ToutEduc : La Santé est également un sujet de préoccupation.

Catherine Nave-Bekhti : Oui, elle manque de moyens, qu'il s'agisse de la prévention pour les personnels ou de la médecine scolaire. De nombreux postes de médecins sont vacants du fait des salaires qui ne sont vraiment pas attractifs, mais aussi de la perte de sens du métier. Que faire quand on est seul.e pour tout un département ? quand on est laissé.e systématiquement de côté en pleine épidémie ? Que partout on voit la tentation de faire à la place du médecin ? Nous sommes également préoccupés de la situation des services sociaux, sous dotés.

ToutEduc : Qu'avez-vous comme informations sur la réforme de l'éducation prioritaire ?

Catherine Nave-Bekhti : Bien peu de choses. Le ministre parle parfois d'éducation prioritaire, parfois de lutte contre les inégalités, sans qu'on sache où il penche. La réactivation des "cordées de la réussite" apparaît comme l'arbre qui cache la forêt. Même si l'arbre peut être intéressant, il ne doit pas faire oublier le reste, pour lequel nous sommes dans le flou. Quant aux fonds sociaux, le ministère voudrait en récupérer une partie au prétexte qu'ils sont sous-utilisés. Mais il n'y a aucun outil de pilotage national ni aucune incitation à la solidarité entre établissements, qui permettrait qu'un lycée qui connaît moins de situations de détresse que prévu puisse aider un collège qui est assailli de demandes. Par ailleurs, ATD Quart Monde s'inquiète avec nous et avec plusieurs chercheurs de la tendance à orienter les élèves en situation sociale difficile et les mineurs non accompagnés vers les structures destinées aux élèves handicapés. Nous en avons parlé au ministre qui s'est dit "intéressé", mais nous attendons la suite.

ToutEduc : Comment se porte le Sgen-CFDT ?

Catherine Nave-Bekhti : Nous connaissons une belle dynamique en termes d'adhésions, + 4 à 5 % par an  et nous comptons plus de 23 000 adhérentes et adhérents. Nous voyons arriver des jeunes, aussi bien parmi les militants que les simples adhérents.

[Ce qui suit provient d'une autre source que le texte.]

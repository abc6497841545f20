//! Command-line argument parsing.
//!
//! Usage:
//!   wire [-f[<file>]] [-D NAME=VALUE]... [-m<depth>] [-e | -x] [-d] [<text>...]
//!
//! With no `<text>`, each line of standard input is processed in turn.

use std::path::PathBuf;

use crate::config::parse_assignment;
use crate::convert::IntoSymbol;
use crate::eval::evaluate;
use crate::interpolate::extract;
use crate::symbol::{SymbolTable, SIGIL};

// ── Public types ──────────────────────────────────────────────────────────────

/// Parsed command-line arguments.
#[derive(Debug, Default)]
pub struct CliArgs {
    /// Symbol definition file specification.
    pub symbols_file: SymbolsFile,
    /// `-D NAME=VALUE` definitions, applied after the file.
    pub defines: Vec<(String, String)>,
    /// Expansion depth override (`-m<depth>`).
    pub max_depth: Option<usize>,
    /// What to do with each input text.
    pub mode: Mode,
    /// Debug logging (`-d`).
    pub debug: bool,
    /// Positional arguments joined with spaces; `None` means read stdin.
    pub text: Option<String>,
}

/// How to choose the symbol definition file.
#[derive(Debug, Default)]
pub enum SymbolsFile {
    /// `$WIRE_SYMBOLS`, then `<config dir>/symbols` (default).
    #[default]
    Search,
    /// `-f` with no file argument: load no definitions.
    Skip,
    /// `-f<file>`: load this specific file.
    Explicit(PathBuf),
}

/// Action applied to each input text.
#[derive(Debug, Default, Clone, Copy, PartialEq, Eq)]
pub enum Mode {
    /// Print the interpolated text (default).
    #[default]
    Interpolate,
    /// Interpolate, then evaluate the result as arithmetic (`-e`).
    Evaluate,
    /// List the symbol references found in the text (`-x`).
    Extract,
}

// ── Parsing ───────────────────────────────────────────────────────────────────

/// Parse `std::env::args()` and return [`CliArgs`] or an error message.
pub fn parse_args() -> Result<CliArgs, String> {
    let raw: Vec<String> = std::env::args().collect();
    parse_argv(&raw[1..])
}

/// Parse a slice of argument strings (exposed for testing).
pub fn parse_argv(argv: &[String]) -> Result<CliArgs, String> {
    let mut args = CliArgs::default();
    let mut positional: Vec<String> = Vec::new();
    let mut i = 0;

    while i < argv.len() {
        let arg = argv[i].as_str();

        // `--` ends flag processing.
        if arg == "--" {
            i += 1;
            positional.extend(argv[i..].iter().cloned());
            break;
        }

        // Non-flag argument; a leading `-` followed by a digit, `.` or `(`
        // is an expression, not a flag.
        if !arg.starts_with('-')
            || arg == "-"
            || arg[1..].starts_with(|c: char| c.is_ascii_digit() || c == '.' || c == '(')
        {
            positional.push(arg.to_owned());
            i += 1;
            continue;
        }

        let chars: Vec<char> = arg[1..].chars().collect();
        let mut j = 0;
        while j < chars.len() {
            match chars[j] {
                'd' => args.debug = true,
                'e' => set_mode(&mut args, Mode::Evaluate)?,
                'x' => set_mode(&mut args, Mode::Extract)?,

                // -f[<file>]
                'f' => {
                    if j + 1 < chars.len() {
                        let file: String = chars[j + 1..].iter().collect();
                        args.symbols_file = SymbolsFile::Explicit(PathBuf::from(file));
                        j = chars.len();
                    } else {
                        args.symbols_file = SymbolsFile::Skip;
                    }
                }

                // -D<NAME=VALUE> or -D <NAME=VALUE>
                'D' => {
                    let def = if j + 1 < chars.len() {
                        let s: String = chars[j + 1..].iter().collect();
                        j = chars.len();
                        s
                    } else if i + 1 < argv.len() {
                        i += 1;
                        argv[i].clone()
                    } else {
                        return Err("-D requires a NAME=VALUE argument".to_owned());
                    };
                    args.defines.push(parse_assignment(&def)?);
                }

                // -m<depth> or -m <depth>
                'm' => {
                    let depth = if j + 1 < chars.len() {
                        let s: String = chars[j + 1..].iter().collect();
                        j = chars.len();
                        s
                    } else if i + 1 < argv.len() {
                        i += 1;
                        argv[i].clone()
                    } else {
                        return Err("-m requires a depth argument".to_owned());
                    };
                    let depth = depth
                        .parse::<usize>()
                        .map_err(|_| format!("invalid depth: {depth}"))?;
                    args.max_depth = Some(depth);
                }

                c => return Err(format!("unknown option: -{c}")),
            }
            j += 1;
        }
        i += 1;
    }

    if !positional.is_empty() {
        args.text = Some(positional.join(" "));
    }
    Ok(args)
}

fn set_mode(args: &mut CliArgs, mode: Mode) -> Result<(), String> {
    if args.mode != Mode::Interpolate && args.mode != mode {
        return Err("-e and -x are mutually exclusive".to_owned());
    }
    args.mode = mode;
    Ok(())
}

// ── Running ───────────────────────────────────────────────────────────────────

/// Apply `mode` to one input text.  An evaluation failure is returned as its
/// display message.
pub fn run(mode: Mode, table: &SymbolTable, text: &str) -> Result<String, String> {
    match mode {
        Mode::Interpolate => Ok(table.interpolate(text)),
        Mode::Evaluate => {
            let expanded = table.interpolate(text);
            evaluate(&expanded)
                .map(IntoSymbol::into_symbol)
                .map_err(|e| format!("{expanded}: {e}"))
        }
        Mode::Extract => Ok(extract(text, &[SIGIL]).join("\n")),
    }
}

// ── Path helpers ──────────────────────────────────────────────────────────────

/// Determine which symbol definition file to load, if any.
///
/// Priority: `-f<file>` → `WIRE_SYMBOLS` env var → `symbols` in the
/// per-user config directory, when it exists.
pub fn resolve_symbols_file(spec: &SymbolsFile) -> Option<PathBuf> {
    match spec {
        SymbolsFile::Explicit(path) => Some(path.clone()),
        SymbolsFile::Skip => None,
        SymbolsFile::Search => {
            if let Ok(p) = std::env::var("WIRE_SYMBOLS") {
                return Some(PathBuf::from(p));
            }
            directories::ProjectDirs::from("", "", "wire")
                .map(|dirs| dirs.config_dir().join("symbols"))
                .filter(|p| p.exists())
        }
    }
}

// ── Tests ─────────────────────────────────────────────────────────────────────
//! Scroll-reveal hooks
//!
//! Pages do not animate anything themselves. Revealable elements carry a
//! `data-reveal` attribute holding the option set the client-side reveal
//! library is registered with. When the site is configured for reduced motion
//! no attribute is emitted and nothing is registered.

use serde::Serialize;

use crate::config::RevealConfig;

/// Per-element options, named the way the reveal library expects them
#[derive(Debug, Clone, PartialEq, Serialize)]
#[serde(rename_all = "camelCase")]
pub struct RevealOptions {
    pub origin: String,
    pub distance: String,
    pub duration: u32,
    pub delay: u32,
    pub rotate: Axes,
    pub opacity: f32,
    pub scale: f32,
    pub easing: String,
    pub mobile: bool,
    pub reset: bool,
    pub use_delay: &'static str,
    pub view_factor: f32,
    pub view_offset: Offsets,
}

#[derive(Debug, Clone, Default, PartialEq, Serialize)]
pub struct Axes {
    pub x: f32,
    pub y: f32,
    pub z: f32,
}

#[derive(Debug, Clone, Default, PartialEq, Serialize)]
pub struct Offsets {
    pub top: f32,
    pub right: f32,
    pub bottom: f32,
    pub left: f32,
}

/// Builds reveal options from the site defaults
#[derive(Debug, Clone)]
pub struct Reveal {
    config: RevealConfig,
    enabled: bool,
}

impl Reveal {
    pub fn new(config: &RevealConfig, reduced_motion: bool) -> Self {
        Self {
            config: config.clone(),
            enabled: !reduced_motion,
        }
    }

    pub fn enabled(&self) -> bool {
        self.enabled
    }

    /// Options with the default delay and view factor
    pub fn default_options(&self) -> Option<RevealOptions> {
        self.options(self.config.delay)
    }

    /// Options with a custom delay (ms)
    pub fn options(&self, delay: u32) -> Option<RevealOptions> {
        self.options_with(delay, self.config.view_factor)
    }

    /// Options with a custom delay and view factor; `None` under reduced motion
    pub fn options_with(&self, delay: u32, view_factor: f32) -> Option<RevealOptions> {
        if !self.enabled {
            return None;
        }
        Some(RevealOptions {
            origin: self.config.origin.clone(),
            distance: self.config.distance.clone(),
            duration: self.config.duration,
            delay,
            rotate: Axes::default(),
            opacity: self.config.opacity,
            scale: self.config.scale,
            easing: self.config.easing.clone(),
            mobile: self.config.mobile,
            reset: self.config.reset,
            use_delay: "always",
            view_factor,
            view_offset: Offsets::default(),
        })
    }

    /// `data-reveal` attribute for an element, or an empty string
    pub fn attr(&self, options: Option<RevealOptions>) -> String {
        options
            .and_then(|o| serde_json::to_string(&o).ok())
            .map(|json| format!(" data-reveal='{}'", json.replace('\'', "&#39;")))
            .unwrap_or_default()
    }

    /// Attribute for the `index`-th element of a staggered group
    pub fn staggered_attr(&self, index: usize, step_ms: u32) -> String {
        self.attr(self.options(stagger_delay(index, step_ms)))
    }
}

/// Delay for the `index`-th element of a group revealed one after another
pub fn stagger_delay(index: usize, step_ms: u32) -> u32 {
    u32::try_from(index).unwrap_or(u32::MAX).saturating_mul(step_ms)
}

/// Entry-transition delay (ms) for a grid card.
///
/// Cards within the initial page appear together; cards uncovered by
/// "show more" cascade in 100ms apart.
pub fn card_transition_delay(index: usize, display_limit: usize) -> u32 {
    if index >= display_limit {
        stagger_delay(index - display_limit, 100)
    } else {
        0
    }
}

#[cfg(test)]
mod tests {
    use super::*;

    #[test]
    fn test_options_follow_site_defaults() {
        let reveal = Reveal::new(&RevealConfig::default(), false);
        let options = reveal.default_options().unwrap();
        assert_eq!(options.delay, 200);
        assert_eq!(options.view_factor, 0.25);
        assert_eq!(options.origin, "bottom");

        let table = reveal.options_with(200, 0.0).unwrap();
        assert_eq!(table.view_factor, 0.0);
    }

    #[test]
    fn test_reduced_motion_disables_everything() {
        let reveal = Reveal::new(&RevealConfig::default(), true);
        assert!(!reveal.enabled());
        assert_eq!(reveal.default_options(), None);
        assert_eq!(reveal.staggered_attr(3, 100), "");
    }

    #[test]
    fn test_attr_serializes_camel_case() {
        let reveal = Reveal::new(&RevealConfig::default(), false);
        let attr = reveal.staggered_attr(2, 100);
        assert!(attr.starts_with(" data-reveal='{"));
        assert!(attr.contains(r#""delay":200"#));
        assert!(attr.contains(r#""viewFactor":0.25"#));
        assert!(attr.contains(r#""useDelay":"always""#));
    }

    #[test]
    fn test_card_transition_delay() {
        assert_eq!(card_transition_delay(0, 6), 0);
        assert_eq!(card_transition_delay(5, 6), 0);
        assert_eq!(card_transition_delay(6, 6), 0);
        assert_eq!(card_transition_delay(8, 6), 200);
    }
}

Tous les syndicats de la fédération se sont mobilisés pour trouver, dans la mesure du possible, des réponses aux questions très concrètes  que se posent nos collègues sur le terrain en lien avec l’épidémie, quand, pour prendre un exemple, un recteur attend la circulaire "Education nationale" pour appliquer la circulaire du Premier ministre sur les jours de carence et les ASA (autorisations spéciales d’absence, qui permettent pour les absences pour cas de force majeure d'éviter un congé maladie et donc un jour de carence, ndlr). C'est du syndicalisme de base, nécessaire, et une activité forte pour nos militants.

ToutEduc : Quelles conséquences tirez-vous, pour vous mêmes, de la période de confinement ?

Catherine Nave-Bekhti : Nous avons reporté d'un an notre congrès qui aura lieu en mai 2021 au lieu de mai 2020 Nous allons sans doute faire davantage de réunions en visio, nous nous sommes aperçus que certains avaient du mal à se déplacer, mais qu'ils n'en avaient pas moins des choses à dire. Et puis, nous avons appris qu'il fallait se mettre des limites. En télétravail, il n'y en a plus. Il faut aussi savoir se reposer.